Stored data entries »
========================
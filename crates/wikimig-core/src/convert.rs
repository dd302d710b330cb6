//! HTML to wiki markup conversion through an external program.

use std::io::{self, Write};
use std::process::{Command, ExitStatus, Stdio};
use std::thread;

use crate::config::ConverterConfig;

#[derive(Debug, thiserror::Error)]
pub enum ConvertError {
    #[error("failed to start converter `{program}`: {source}")]
    Spawn {
        program: String,
        #[source]
        source: io::Error,
    },

    #[error("converter I/O failed: {0}")]
    Io(#[from] io::Error),

    #[error("converter `{program}` exited with {status}: {stderr}")]
    Failed {
        program: String,
        status: ExitStatus,
        stderr: String,
    },

    #[error("converter output is not valid UTF-8")]
    InvalidUtf8(#[from] std::string::FromUtf8Error),
}

/// Converts one text value from the legacy HTML dialect to wiki markup.
pub trait Converter: Sync {
    fn convert(&self, text: &str) -> Result<String, ConvertError>;
}

/// Runs `pandoc` (or a compatible program) once per value, feeding the text
/// on stdin and reading the converted text from stdout.
#[derive(Debug, Clone)]
pub struct PandocConverter {
    program: String,
    args: Vec<String>,
}

impl PandocConverter {
    #[must_use]
    pub fn new(program: impl Into<String>, args: Vec<String>) -> Self {
        Self {
            program: program.into(),
            args,
        }
    }

    #[must_use]
    pub fn from_config(config: &ConverterConfig) -> Self {
        let mut args = vec![
            "--from".to_string(),
            config.from.clone(),
            "--to".to_string(),
            config.to.clone(),
        ];
        args.extend(config.args.iter().cloned());
        Self::new(config.program.clone(), args)
    }

    #[must_use]
    pub fn args(&self) -> &[String] {
        &self.args
    }
}

impl Converter for PandocConverter {
    fn convert(&self, text: &str) -> Result<String, ConvertError> {
        let mut command = Command::new(&self.program);
        command
            .args(&self.args)
            .stdin(Stdio::piped())
            .stdout(Stdio::piped())
            .stderr(Stdio::piped());

        // Own process group: a terminal Ctrl-C must reach only wikimig, which
        // lets in-flight conversions finish.
        #[cfg(unix)]
        {
            use std::os::unix::process::CommandExt as _;
            command.process_group(0);
        }

        let mut child = command
            .spawn()
            .map_err(|source| ConvertError::Spawn {
                program: self.program.clone(),
                source,
            })?;

        let mut stdin = child
            .stdin
            .take()
            .ok_or_else(|| io::Error::other("converter stdin was not captured"))?;

        // Feed stdin from a second thread so a large document cannot deadlock
        // against a full stdout pipe.
        let output = thread::scope(|scope| {
            let feeder = scope.spawn(move || stdin.write_all(text.as_bytes()));
            let output = child.wait_with_output();
            let fed = feeder
                .join()
                .unwrap_or_else(|_| Err(io::Error::other("converter stdin writer panicked")));
            (fed, output)
        });

        let (fed, output) = output;
        let output = output?;

        if !output.status.success() {
            return Err(ConvertError::Failed {
                program: self.program.clone(),
                status: output.status,
                stderr: String::from_utf8_lossy(&output.stderr).trim().to_string(),
            });
        }

        // A converter that exits successfully without reading all of stdin
        // closes the pipe early; only treat that as fatal if it also failed.
        if let Err(err) = fed {
            if err.kind() != io::ErrorKind::BrokenPipe {
                return Err(err.into());
            }
        }

        let mut converted = String::from_utf8(output.stdout)?;
        if converted.ends_with('\n') {
            converted.pop();
            if converted.ends_with('\r') {
                converted.pop();
            }
        }
        Ok(converted)
    }
}
//! Temporarily swapping a project's notification scheme.
//!
//! [`disable`] returns a [`NotificationsSuspended`] guard. Restoring the
//! previous scheme happens either explicitly through
//! [`NotificationsSuspended::restore`] or, if the guard is dropped first
//! (early return, panic), from `Drop`. It never happens twice.

use tracing::{error, info, warn};

use crate::tracker::{SchemeId, Tracker, TrackerError};

/// RAII guard for a project whose notifications are switched off.
#[must_use = "dropping the guard restores notifications immediately"]
pub struct NotificationsSuspended<'a, T: Tracker + ?Sized> {
    tracker: &'a T,
    project: String,
    previous: Option<SchemeId>,
    restored: bool,
}

impl<T: Tracker + ?Sized> std::fmt::Debug for NotificationsSuspended<'_, T> {
    fn fmt(&self, f: &mut std::fmt::Formatter<'_>) -> std::fmt::Result {
        f.debug_struct("NotificationsSuspended")
            .field("project", &self.project)
            .field("previous", &self.previous)
            .field("restored", &self.restored)
            .finish_non_exhaustive()
    }
}

/// Switch `project` to the `disabled` scheme, remembering the current one.
///
/// # Errors
///
/// Returns the tracker error if the current scheme cannot be read or the
/// disabled scheme cannot be assigned. No guard exists in that case, so
/// nothing will be restored.
pub fn disable<'a, T: Tracker + ?Sized>(
    tracker: &'a T,
    project: &str,
    disabled: SchemeId,
) -> Result<NotificationsSuspended<'a, T>, TrackerError> {
    let current = tracker.notification_scheme(project)?;
    match &current {
        Some(scheme) => info!(
            "Current notification scheme for project {project}: {} ({})",
            scheme.name.as_deref().unwrap_or("<unnamed>"),
            scheme.id
        ),
        None => info!("Project {project} has no notification scheme assigned"),
    }

    tracker.set_notification_scheme(project, Some(disabled))?;
    info!("Notifications for project {project} switched to scheme {disabled}");

    Ok(NotificationsSuspended {
        tracker,
        project: project.to_string(),
        previous: current.map(|scheme| scheme.id),
        restored: false,
    })
}

/// Assign `scheme` back to `project`, retrying once on failure.
///
/// # Errors
///
/// Returns the error of the second attempt if both attempts fail.
pub fn enable<T: Tracker + ?Sized>(
    tracker: &T,
    project: &str,
    scheme: Option<SchemeId>,
) -> Result<(), TrackerError> {
    if let Err(err) = tracker.set_notification_scheme(project, scheme) {
        warn!("Restoring notification scheme for project {project} failed, retrying: {err}");
        tracker.set_notification_scheme(project, scheme)?;
    }
    info!("Notification scheme for project {project} restored");
    Ok(())
}

impl<T: Tracker + ?Sized> NotificationsSuspended<'_, T> {
    /// Scheme that was active before [`disable`].
    #[must_use]
    pub const fn previous(&self) -> Option<SchemeId> {
        self.previous
    }

    #[must_use]
    pub fn project(&self) -> &str {
        &self.project
    }

    /// Restore the previous scheme now and report the outcome.
    ///
    /// # Errors
    ///
    /// Returns the tracker error if restoring failed after one retry.
    pub fn restore(mut self) -> Result<(), TrackerError> {
        self.restored = true;
        enable(self.tracker, &self.project, self.previous)
    }
}

impl<T: Tracker + ?Sized> Drop for NotificationsSuspended<'_, T> {
    fn drop(&mut self) {
        if self.restored {
            return;
        }
        self.restored = true;
        if let Err(err) = enable(self.tracker, &self.project, self.previous) {
            let previous = self
                .previous
                .map_or_else(|| "none".to_string(), |id| id.to_string());
            error!(
                "Could not restore notification scheme {previous} for project {}: {err}",
                self.project
            );
        }
    }
}
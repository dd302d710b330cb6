#![forbid(unsafe_code)]

use anyhow::Context;
use clap::Parser;
use std::env;
use std::fs::OpenOptions;
use std::path::{Path, PathBuf};
use std::sync::Mutex;
use std::thread;
use std::time::Duration;
use tracing::{error, info, warn};
use tracing_subscriber::{EnvFilter, fmt, prelude::*};
use wikimig_core::auth::resolve_credentials;
use wikimig_core::cancel::CancelToken;
use wikimig_core::config::{self, MigrationConfig};
use wikimig_core::convert::PandocConverter;
use wikimig_core::jira::JiraClient;
use wikimig_core::orchestrator::RunOptions;
use wikimig_core::run::{self, RunReport};

#[derive(Parser, Debug)]
#[command(
    author,
    version,
    about = "wikimig: convert HTML issue fields and comments to wiki markup",
    long_about = None,
    after_help = "EXAMPLES:\n    # Migrate every configured project\n    wikimig --config wikimig.toml\n\n    # Preview a single project without writing anything\n    wikimig --project DEMO --dry-run\n\n    # Emit the run report as JSON\n    wikimig --json"
)]
struct Cli {
    /// Config file. Defaults to ./wikimig.toml, then the user config dir.
    /// Files ending in `.json` are read as JSON.
    #[arg(short, long, value_name = "PATH")]
    config: Option<PathBuf>,

    /// Log file, opened in append mode.
    #[arg(long, value_name = "PATH", default_value = "wikimig.log")]
    log_file: PathBuf,

    /// Project key to migrate instead of the configured list (repeatable).
    #[arg(short, long = "project", value_name = "KEY")]
    projects: Vec<String>,

    /// Number of issues processed concurrently.
    #[arg(long, value_name = "N")]
    workers: Option<usize>,

    /// Issues fetched per search request.
    #[arg(long, value_name = "N")]
    page_size: Option<usize>,

    /// Convert and log, but write nothing back and leave notifications alone.
    #[arg(long)]
    dry_run: bool,

    /// Print the run report as JSON instead of the summary line.
    #[arg(long)]
    json: bool,

    /// Enable debug logging.
    #[arg(short, long)]
    verbose: bool,
}

impl Cli {
    /// Apply command-line overrides on top of the loaded configuration.
    fn apply_overrides(&self, config: &mut MigrationConfig) {
        if !self.projects.is_empty() {
            config.projects.clone_from(&self.projects);
        }
        if let Some(workers) = self.workers {
            config.workers = workers;
        }
        if let Some(page_size) = self.page_size {
            config.page_size = page_size;
        }
    }
}

fn init_tracing(log_file: &Path, verbose: bool) -> anyhow::Result<()> {
    let file = OpenOptions::new()
        .create(true)
        .append(true)
        .open(log_file)
        .with_context(|| format!("failed to open log file {}", log_file.display()))?;

    let filter = EnvFilter::try_from_env("WIKIMIG_LOG").unwrap_or_else(|_| {
        EnvFilter::new(if verbose {
            "wikimig=debug,info"
        } else {
            "wikimig=info,warn"
        })
    });

    let format = env::var("WIKIMIG_LOG_FORMAT").unwrap_or_else(|_| "compact".to_string());

    let registry = tracing_subscriber::registry().with(filter);
    let writer = Mutex::new(file);

    match format.as_str() {
        "json" => {
            registry
                .with(fmt::layer().json().with_writer(writer).with_ansi(false))
                .init();
        }
        _ => {
            registry
                .with(fmt::layer().compact().with_writer(writer).with_ansi(false))
                .init();
        }
    }
    Ok(())
}

fn load_config(cli: &Cli) -> anyhow::Result<MigrationConfig> {
    let working_dir = env::current_dir()?;
    let path = config::resolve_config_path(cli.config.as_deref(), &working_dir);
    let mut config = config::load_config(&path)?;
    cli.apply_overrides(&mut config);
    config.validate().context("invalid command-line overrides")?;
    info!("Loaded configuration from {}", path.display());
    Ok(config)
}

/// Cancel the run on the first Ctrl-C. Later presses only log, the run is
/// already winding down and restoring notifications.
fn watch_interrupts(cancel: CancelToken) -> anyhow::Result<()> {
    let runtime = tokio::runtime::Builder::new_current_thread()
        .enable_all()
        .build()
        .context("failed to start signal runtime")?;

    thread::Builder::new()
        .name("ctrl-c".to_string())
        .spawn(move || {
            runtime.block_on(async move {
                loop {
                    if let Err(err) = tokio::signal::ctrl_c().await {
                        error!("Cannot listen for Ctrl-C: {err}");
                        return;
                    }
                    if cancel.cancel() {
                        info!(
                            "Interrupted, finishing in-flight issues and restoring notifications"
                        );
                        eprintln!(
                            "Interrupted, finishing in-flight issues and restoring notifications..."
                        );
                    } else {
                        warn!("Already cancelling, waiting for in-flight issues to finish");
                    }
                }
            });
        })
        .context("failed to spawn signal thread")?;
    Ok(())
}

fn print_report(report: &RunReport, json: bool) -> anyhow::Result<()> {
    if json {
        println!("{}", serde_json::to_string_pretty(report)?);
        return Ok(());
    }

    for project in report.troubled_projects() {
        if let Some(reason) = &project.skipped {
            println!("Project {} was skipped: {reason}", project.project);
        }
        if let Some(err) = &project.restore_error {
            println!(
                "Notification scheme of project {} was NOT restored: {err}",
                project.project
            );
        }
    }

    if let Some(summary) = report.failure_summary() {
        println!("{summary}");
    }

    let errored = report.errored_keys();
    if !errored.is_empty() {
        let keys: Vec<&str> = errored.into_iter().collect();
        println!("The following issues hit an unexpected error: {}", keys.join(", "));
    }

    if report.cancelled {
        println!("Run cancelled before all issues were processed");
    }
    Ok(())
}

fn main() -> anyhow::Result<()> {
    let cli = Cli::parse();
    init_tracing(&cli.log_file, cli.verbose)?;

    let config = load_config(&cli).inspect_err(|err| error!("{err:#}"))?;
    let credentials = resolve_credentials(&config.auth, config.base_url())
        .context("cannot authenticate")
        .inspect_err(|err| error!("{err:#}"))?;

    let tracker = JiraClient::new(
        config.base_url(),
        &credentials,
        Duration::from_secs(config.request_timeout_secs),
    );
    let converter = PandocConverter::from_config(&config.converter);
    let options = RunOptions {
        dry_run: cli.dry_run,
        ..RunOptions::from_config(&config)
    };

    if options.dry_run {
        info!("Dry run: nothing will be written to {}", config.base_url());
    }
    info!(
        "Migrating {} project(s) with {} workers, page size {}",
        config.projects.len(),
        options.workers,
        options.page_size
    );

    let cancel = CancelToken::new();
    watch_interrupts(cancel.clone())?;

    let report = run::run(&tracker, &converter, &config.projects, &options, &cancel);
    info!("Run finished");

    print_report(&report, cli.json)
}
========================
What you should do »
Among the entries above, copy exactly only the lines starting with the one containing "pub const fn" and going through the one containing "#[arg(short, long, value_name", both ends included.

Answer to this problem »
    pub const fn previous(&self) -> Option<SchemeId> {
        self.previous
    }

    #[must_use]
    pub fn project(&self) -> &str {
        &self.project
    }

    /// Restore the previous scheme now and report the outcome.
    ///
    /// # Errors
    ///
    /// Returns the tracker error if restoring failed after one retry.
    pub fn restore(mut self) -> Result<(), TrackerError> {
        self.restored = true;
        enable(self.tracker, &self.project, self.previous)
    }
}

impl<T: Tracker + ?Sized> Drop for NotificationsSuspended<'_, T> {
    fn drop(&mut self) {
        if self.restored {
            return;
        }
        self.restored = true;
        if let Err(err) = enable(self.tracker, &self.project, self.previous) {
            let previous = self
                .previous
                .map_or_else(|| "none".to_string(), |id| id.to_string());
            error!(
                "Could not restore notification scheme {previous} for project {}: {err}",
                self.project
            );
        }
    }
}
repository dd302d710b330cb6
#![forbid(unsafe_code)]

use anyhow::Context;
use clap::Parser;
use std::env;
use std::fs::OpenOptions;
use std::path::{Path, PathBuf};
use std::sync::Mutex;
use std::thread;
use std::time::Duration;
use tracing::{error, info, warn};
use tracing_subscriber::{EnvFilter, fmt, prelude::*};
use wikimig_core::auth::resolve_credentials;
use wikimig_core::cancel::CancelToken;
use wikimig_core::config::{self, MigrationConfig};
use wikimig_core::convert::PandocConverter;
use wikimig_core::jira::JiraClient;
use wikimig_core::orchestrator::RunOptions;
use wikimig_core::run::{self, RunReport};

#[derive(Parser, Debug)]
#[command(
    author,
    version,
    about = "wikimig: convert HTML issue fields and comments to wiki markup",
    long_about = None,
    after_help = "EXAMPLES:\n    # Migrate every configured project\n    wikimig --config wikimig.toml\n\n    # Preview a single project without writing anything\n    wikimig --project DEMO --dry-run\n\n    # Emit the run report as JSON\n    wikimig --json"
)]
struct Cli {
    /// Config file. Defaults to ./wikimig.toml, then the user config dir.
    /// Files ending in `.json` are read as JSON.
    #[arg(short, long, value_name = "PATH")]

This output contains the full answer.